High in the Venusian atmosphere this water vapour eventually cooled enough to change state from vapour to liquid. And with that transformation, a process began, that perhaps for the first time on any of the planets would have seen the conditions become just right for droplets of liquid water to take shape and begin falling from the Venusian sky. These were the first rains of the Solar System, showering down onto the dry plains of Venus. Gradually these rains would have not just fallen but flooded the surface, rivers would have flowed and shallow oceans taken hold of large swathes of the planet’s surface. Venus, perhaps before even the Earth, became a water world, a planet with skies full of clouds and a surface full of oceans, feeding the cycle of water around this young planet.

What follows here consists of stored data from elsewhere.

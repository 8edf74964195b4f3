//! JSON tree model for tool-call payloads
//!
//! Wraps an arbitrary decoded JSON value in a recursive node tree and
//! addresses every node by a dotted structural path (`root`, `root.args`,
//! `root.items.0`). Expand/collapse state is a caller-owned map from path to
//! flag, so it survives rebuilding the tree from the same payload.
//!
//! Default expansion: while the map is empty, containers less than
//! [`AUTO_EXPAND_DEPTH`] levels deep are shown expanded. As soon as any path
//! has been toggled, only explicitly expanded paths stay open.

pub mod payload;

pub use payload::{PayloadView, ToolPayload};

use serde::Serialize;
use serde_json::Value;
use std::collections::BTreeMap;
use std::fmt;
use thiserror::Error;

/// Containers shallower than this are expanded while no flag has been set
pub const AUTO_EXPAND_DEPTH: usize = 2;

/// Path string of the root node
pub const ROOT_PATH: &str = "root";

// ─────────────────────────────────────────────────────────────────────────────
// Errors
// ─────────────────────────────────────────────────────────────────────────────

/// Failure to decode a payload string
#[derive(Debug, Clone, PartialEq, Eq, Error)]
pub enum JsonTreeError {
    #[error("Invalid JSON: {message}")]
    InvalidJson {
        message: String,
        line: usize,
        column: usize,
    },
}

impl From<serde_json::Error> for JsonTreeError {
    fn from(err: serde_json::Error) -> Self {
        JsonTreeError::InvalidJson {
            message: err.to_string(),
            line: err.line(),
            column: err.column(),
        }
    }
}

// ─────────────────────────────────────────────────────────────────────────────
// Nodes
// ─────────────────────────────────────────────────────────────────────────────

/// Key of a container entry: object field name or array index
#[derive(Debug, Clone, PartialEq, Eq, Serialize)]
#[serde(untagged)]
pub enum EntryKey {
    Name(String),
    Index(usize),
}

impl fmt::Display for EntryKey {
    fn fmt(&self, f: &mut fmt::Formatter<'_>) -> fmt::Result {
        match self {
            EntryKey::Name(name) => f.write_str(name),
            EntryKey::Index(index) => write!(f, "{index}"),
        }
    }
}

#[derive(Debug, Clone, Copy, PartialEq, Eq, Serialize)]
#[serde(rename_all = "snake_case")]
pub enum PrimitiveKind {
    Null,
    Bool,
    Number,
    String,
}

#[derive(Debug, Clone, Copy, PartialEq, Eq, Serialize)]
#[serde(rename_all = "snake_case")]
pub enum ContainerKind {
    Object,
    Array,
}

impl ContainerKind {
    /// Opening and closing brackets
    pub fn brackets(&self) -> (&'static str, &'static str) {
        match self {
            ContainerKind::Object => ("{", "}"),
            ContainerKind::Array => ("[", "]"),
        }
    }
}

/// A node of the JSON tree
#[derive(Debug, Clone, PartialEq)]
pub enum JsonNode {
    Primitive {
        value: Value,
        kind: PrimitiveKind,
    },
    Container {
        kind: ContainerKind,
        entries: Vec<(EntryKey, JsonNode)>,
    },
}

impl JsonNode {
    pub fn from_value(value: &Value) -> Self {
        match value {
            Value::Object(map) => JsonNode::Container {
                kind: ContainerKind::Object,
                entries: map
                    .iter()
                    .map(|(key, child)| (EntryKey::Name(key.clone()), Self::from_value(child)))
                    .collect(),
            },
            Value::Array(items) => JsonNode::Container {
                kind: ContainerKind::Array,
                entries: items
                    .iter()
                    .enumerate()
                    .map(|(index, child)| (EntryKey::Index(index), Self::from_value(child)))
                    .collect(),
            },
            Value::Null => Self::primitive(value, PrimitiveKind::Null),
            Value::Bool(_) => Self::primitive(value, PrimitiveKind::Bool),
            Value::Number(_) => Self::primitive(value, PrimitiveKind::Number),
            Value::String(_) => Self::primitive(value, PrimitiveKind::String),
        }
    }

    fn primitive(value: &Value, kind: PrimitiveKind) -> Self {
        JsonNode::Primitive {
            value: value.clone(),
            kind,
        }
    }

    /// Rebuild the JSON value this node was made from
    pub fn to_value(&self) -> Value {
        match self {
            JsonNode::Primitive { value, .. } => value.clone(),
            JsonNode::Container {
                kind: ContainerKind::Object,
                entries,
            } => Value::Object(
                entries
                    .iter()
                    .map(|(key, child)| (key.to_string(), child.to_value()))
                    .collect(),
            ),
            JsonNode::Container {
                kind: ContainerKind::Array,
                entries,
            } => Value::Array(entries.iter().map(|(_, child)| child.to_value()).collect()),
        }
    }

    /// Canonical copy text: pretty-printed with 2-space indent, key order kept
    pub fn to_pretty_string(&self) -> String {
        // A Value always has string keys, so this cannot fail
        serde_json::to_string_pretty(&self.to_value()).unwrap_or_default()
    }

    /// Literal text of a primitive (`"quoted"`, `null`, `true`, `42`)
    pub fn literal(&self) -> Option<String> {
        match self {
            JsonNode::Primitive { value, .. } => Some(value.to_string()),
            JsonNode::Container { .. } => None,
        }
    }

    /// Number of direct children (0 for primitives)
    pub fn len(&self) -> usize {
        match self {
            JsonNode::Primitive { .. } => 0,
            JsonNode::Container { entries, .. } => entries.len(),
        }
    }

    pub fn is_empty(&self) -> bool {
        self.len() == 0
    }

    pub fn is_container(&self) -> bool {
        matches!(self, JsonNode::Container { .. })
    }

    pub fn child(&self, key: &str) -> Option<&JsonNode> {
        match self {
            JsonNode::Primitive { .. } => None,
            JsonNode::Container { entries, .. } => entries
                .iter()
                .find(|(entry_key, _)| entry_key.to_string() == key)
                .map(|(_, node)| node),
        }
    }

    /// Look up a node by dotted path (`root.a.0`)
    pub fn get(&self, path: &str) -> Option<&JsonNode> {
        let mut parts = path.split('.');
        if parts.next() != Some(ROOT_PATH) {
            return None;
        }
        parts.try_fold(self, |node, key| node.child(key))
    }
}

// ─────────────────────────────────────────────────────────────────────────────
// Paths and expand state
// ─────────────────────────────────────────────────────────────────────────────

/// Dotted structural path plus its depth below the root
#[derive(Debug, Clone, PartialEq, Eq, Hash)]
pub struct NodePath {
    dotted: String,
    depth: usize,
}

impl NodePath {
    pub fn root() -> Self {
        Self {
            dotted: ROOT_PATH.to_string(),
            depth: 0,
        }
    }

    pub fn child(&self, key: &EntryKey) -> Self {
        Self {
            dotted: format!("{}.{}", self.dotted, key),
            depth: self.depth + 1,
        }
    }

    pub fn as_str(&self) -> &str {
        &self.dotted
    }

    pub fn depth(&self) -> usize {
        self.depth
    }
}

impl fmt::Display for NodePath {
    fn fmt(&self, f: &mut fmt::Formatter<'_>) -> fmt::Result {
        f.write_str(&self.dotted)
    }
}

/// Caller-owned expand/collapse flags keyed by dotted path
#[derive(Debug, Clone, Default, PartialEq, Eq)]
pub struct ExpandState {
    flags: BTreeMap<String, bool>,
}

impl ExpandState {
    pub fn new() -> Self {
        Self::default()
    }

    /// Explicit flag, or the depth default while nothing has been toggled
    pub fn is_expanded(&self, path: &NodePath) -> bool {
        let explicit = self.flags.get(path.as_str()).copied().unwrap_or(false);
        explicit || (path.depth() < AUTO_EXPAND_DEPTH && self.flags.is_empty())
    }

    /// Flip the explicit flag for `path` (absent counts as `false`)
    ///
    /// Returns the new flag. The first toggle switches every other path off
    /// its depth default, including a default-expanded one.
    pub fn toggle(&mut self, path: &str) -> bool {
        let flag = !self.flags.get(path).copied().unwrap_or(false);
        self.flags.insert(path.to_string(), flag);
        flag
    }

    pub fn set(&mut self, path: impl Into<String>, expanded: bool) {
        self.flags.insert(path.into(), expanded);
    }

    /// Mark every container under `node` as expanded
    pub fn expand_all(&mut self, node: &JsonNode) {
        fn walk(state: &mut ExpandState, node: &JsonNode, path: &NodePath) {
            if let JsonNode::Container { entries, .. } = node {
                state.flags.insert(path.as_str().to_string(), true);
                for (key, child) in entries {
                    walk(state, child, &path.child(key));
                }
            }
        }
        walk(self, node, &NodePath::root());
    }

    /// Collapse everything, root included
    pub fn collapse_all(&mut self) {
        self.flags.clear();
        self.flags.insert(ROOT_PATH.to_string(), false);
    }

    pub fn is_empty(&self) -> bool {
        self.flags.is_empty()
    }

    pub fn len(&self) -> usize {
        self.flags.len()
    }
}

// ─────────────────────────────────────────────────────────────────────────────
// Tree + visible rows
// ─────────────────────────────────────────────────────────────────────────────

/// What a visible row shows
#[derive(Debug, Clone, PartialEq, Serialize)]
#[serde(tag = "type", rename_all = "snake_case")]
pub enum RowKind {
    /// Container header; collapsed containers show only this row
    Open {
        container: ContainerKind,
        len: usize,
        expanded: bool,
    },
    Close {
        container: ContainerKind,
    },
    Primitive {
        kind: PrimitiveKind,
        literal: String,
    },
}

/// One visible line of a rendered tree
#[derive(Debug, Clone, PartialEq, Serialize)]
pub struct TreeRow {
    pub path: String,
    pub depth: usize,
    pub key: Option<EntryKey>,
    #[serde(flatten)]
    pub kind: RowKind,
}

/// A decoded payload ready for display
#[derive(Debug, Clone, PartialEq)]
pub struct JsonTree {
    root: JsonNode,
}

impl JsonTree {
    pub fn from_value(value: &Value) -> Self {
        Self {
            root: JsonNode::from_value(value),
        }
    }

    /// Decode a JSON string; no partial tree is ever built on failure
    pub fn parse(text: &str) -> Result<Self, JsonTreeError> {
        let value: Value = serde_json::from_str(text)?;
        Ok(Self::from_value(&value))
    }

    pub fn root(&self) -> &JsonNode {
        &self.root
    }

    pub fn to_pretty_string(&self) -> String {
        self.root.to_pretty_string()
    }

    /// Flatten the visible part of the tree into rows, in display order
    pub fn rows(&self, state: &ExpandState) -> Vec<TreeRow> {
        let mut rows = Vec::new();
        push_rows(&mut rows, &self.root, None, &NodePath::root(), state);
        rows
    }
}

fn push_rows(
    rows: &mut Vec<TreeRow>,
    node: &JsonNode,
    key: Option<&EntryKey>,
    path: &NodePath,
    state: &ExpandState,
) {
    let row = |kind| TreeRow {
        path: path.to_string(),
        depth: path.depth(),
        key: key.cloned(),
        kind,
    };

    match node {
        JsonNode::Primitive { kind, value } => rows.push(row(RowKind::Primitive {
            kind: *kind,
            literal: value.to_string(),
        })),
        JsonNode::Container { kind, entries } => {
            let expanded = state.is_expanded(path);
            rows.push(row(RowKind::Open {
                container: *kind,
                len: entries.len(),
                expanded,
            }));
            if expanded {
                for (child_key, child) in entries {
                    push_rows(rows, child, Some(child_key), &path.child(child_key), state);
                }
                rows.push(TreeRow {
                    path: path.to_string(),
                    depth: path.depth(),
                    key: None,
                    kind: RowKind::Close { container: *kind },
                });
            }
        }
    }
}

How can we be certain this blue version of Venus existed? Unlike Mars, where we can see the evidence of its watery past etched onto its surface, we have no such direct evidence of the presence of liquid water on the surface of Venus. The only physical evidence we have suggests that the planet’s watery past comes from measurements taken by NASA’s Pioneer Venus spacecraft back in 1978. One of its most surprising discoveries revealed an unexpected amount of deuterium (heavy water) in the atmosphere compared with hydrogen. This D/H ratio is far smaller on Venus than it is on Earth, and that’s interesting because when the two planets formed the ratio would have almost certainly been the same. Because hydrogen is far more easily lost from an atmosphere than deuterium, this smaller ratio suggests that Venus has lost a lot more water than the Earth over its lifetime – the signature of a long-lost primordial ocean. As cosmochemist Larry Nittler explains:

‘Scientists believe that Venus once had a lot of water in its oceans, but lost it over time, and perhaps in oceans as recently as a billion years ago. The reason we can tell this is from the isotopic composition of hydrogen measured in its atmosphere by spacecraft. Now, hydrogen has two flavours of isotopes, whereas most hydrogen atoms are just a single proton in the nucleus. Some, a small fraction, are what we call deuterium, that have a proton and a neutron, so they weigh twice as much as the regular hydrogen. What happens when you have evaporation of water from a planet, or the atmosphere, is that the water molecules that contain hydrogen are much lighter than the water molecules that contain deuterium, so they evaporate more easily, and can be lost more easily. So, over time, as you evaporate water, deuterium-bearing molecules stay behind relatively to the regular ones, and you build up a deuterium to hydrogen ratio. And by back-calculating from the measured ratio today, we can figure out how much water has been lost over the billions of years of evolution, and [on Venus] it’s quite a lot.’

© United States Naval Observatory

The transit of Venus – as the planet crosses the face of the Sun – was captured in photographic plates as early as 1882.

None of this is solid proof, but it does begin to point us in one direction, and with no further exploration of the surface we have had to rely on an accumulation of indirect evidence to begin to paint a more detailed picture of Venus’s watery past.

As with almost all of our understanding of the planets, the evidence that built this picture has been accumulated through decades of exploration. Starting with the Venera missions’ first touchdown on the planet to the Pioneer Venus orbiter, and to the more recent Magellan mission, which not only relayed extraordinary radar soundings of the surface of Venus but provided the first full topographical map of the planet collated over a period of four years in orbit.

Combining all of the data that has been accumulated over decades of exploration has allowed us to peer deep into the planet’s past, using the same tools that enable us to model the future of climate change here on Earth to create climate models of Venus in the past, present and future. The results of this analysis, conducted most recently by a team from NASA’s Goddard Institute for Space Studies (GISS), all point to the same conclusion – in the distant past Venus was a planet covered in shallow primordial oceans.